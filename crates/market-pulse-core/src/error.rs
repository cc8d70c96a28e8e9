use thiserror::Error;

#[derive(Debug, Error)]
pub enum MarketDataError {
    #[error("I/O error: {0}")]
    Io(#[from] std::io::Error),

    #[error("Parquet error: {0}")]
    Parquet(#[from] parquet::errors::ParquetError),

    #[error("Arrow error: {0}")]
    Arrow(#[from] arrow::error::ArrowError),

    #[error("JSON error: {0}")]
    Json(#[from] serde_json::Error),

    #[error("Invalid timeframe: {0}")]
    InvalidTimeframe(String),

    #[error("Invalid data: {0}")]
    InvalidData(String),
}
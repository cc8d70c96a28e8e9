use market_pulse_core::analytics::atr::{ATR_PERIOD, trailing_atr};
use market_pulse_core::bar::PriceBar;
use market_pulse_core::indicator::DailyIndicator;
use market_pulse_core::timeframe::Timeframe;
use tokio_util::sync::CancellationToken;
use tracing::{debug, info, warn};

use crate::error::IngestError;
use crate::pipeline::{IngestionPipeline, collect_bars};

#[derive(Debug, Clone, PartialEq, Eq)]
pub struct DailyImportReport {
    pub bar_count: usize,
    pub indicator_count: usize,
    pub missing_symbols: Vec<String>,
}

/// One indicator per instrument from its daily bars, dated by its latest bar. Bars must be
/// grouped by instrument and ascending in time.
fn indicators_from_bars(bars: &[PriceBar]) -> Vec<DailyIndicator> {
    bars.chunk_by(|a, b| a.instrument_id == b.instrument_id)
        .filter_map(|run| {
            let latest = run.last()?;
            match trailing_atr(run, ATR_PERIOD) {
                Some(atr) => Some(DailyIndicator {
                    instrument_id: latest.instrument_id,
                    date: latest.timestamp.date(),
                    atr,
                }),
                None => {
                    debug!(
                        instrument_id = %latest.instrument_id,
                        bars = run.len(),
                        "too few daily bars for ATR"
                    );
                    None
                }
            }
        })
        .collect()
}

impl IngestionPipeline {
    /// Refresh daily bars for every active instrument and rebuild the daily ATR set.
    pub async fn import_daily_indicators(
        &self,
        cancel: &CancellationToken,
    ) -> Result<DailyImportReport, IngestError> {
        let lock = self.timeframe_lock(Timeframe::OneDay);
        let _guard = lock.lock().await;

        let instruments = self.store.active_instruments()?;
        let symbols: Vec<String> = instruments.iter().map(|i| i.symbol.clone()).collect();
        info!(count = instruments.len(), "importing daily indicators");

        let fetched = self
            .client
            .fetch_series(
                &symbols,
                Timeframe::OneDay,
                None,
                None,
                (ATR_PERIOD + 1) as u32,
                cancel,
            )
            .await
            .ok_or(IngestError::Cancelled)?;

        let (mut bars, missing) = collect_bars(&instruments, Timeframe::OneDay, &fetched);
        if cancel.is_cancelled() {
            return Err(IngestError::Cancelled);
        }
        bars.sort_by_key(|b| (b.instrument_id, b.timestamp));

        let bar_count = self.store.upsert_bars(&bars)?;
        let indicators = indicators_from_bars(&bars);
        self.store.replace_daily_indicators(&indicators)?;

        let missing_symbols: Vec<String> = missing.iter().map(|i| i.symbol.clone()).collect();
        if !missing_symbols.is_empty() {
            warn!(symbols = ?missing_symbols, "no daily bars for some symbols");
        }
        info!(
            bars = bar_count,
            indicators = indicators.len(),
            "daily indicator import complete"
        );

        Ok(DailyImportReport {
            bar_count,
            indicator_count: indicators.len(),
            missing_symbols,
        })
    }
}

··········

» **What the exercise asks**:
Your answer should consist of every line from the entries that holds "CancellationToken".

» **Solution for this task**:
use tokio_util::sync::CancellationToken;
        cancel: &CancellationToken,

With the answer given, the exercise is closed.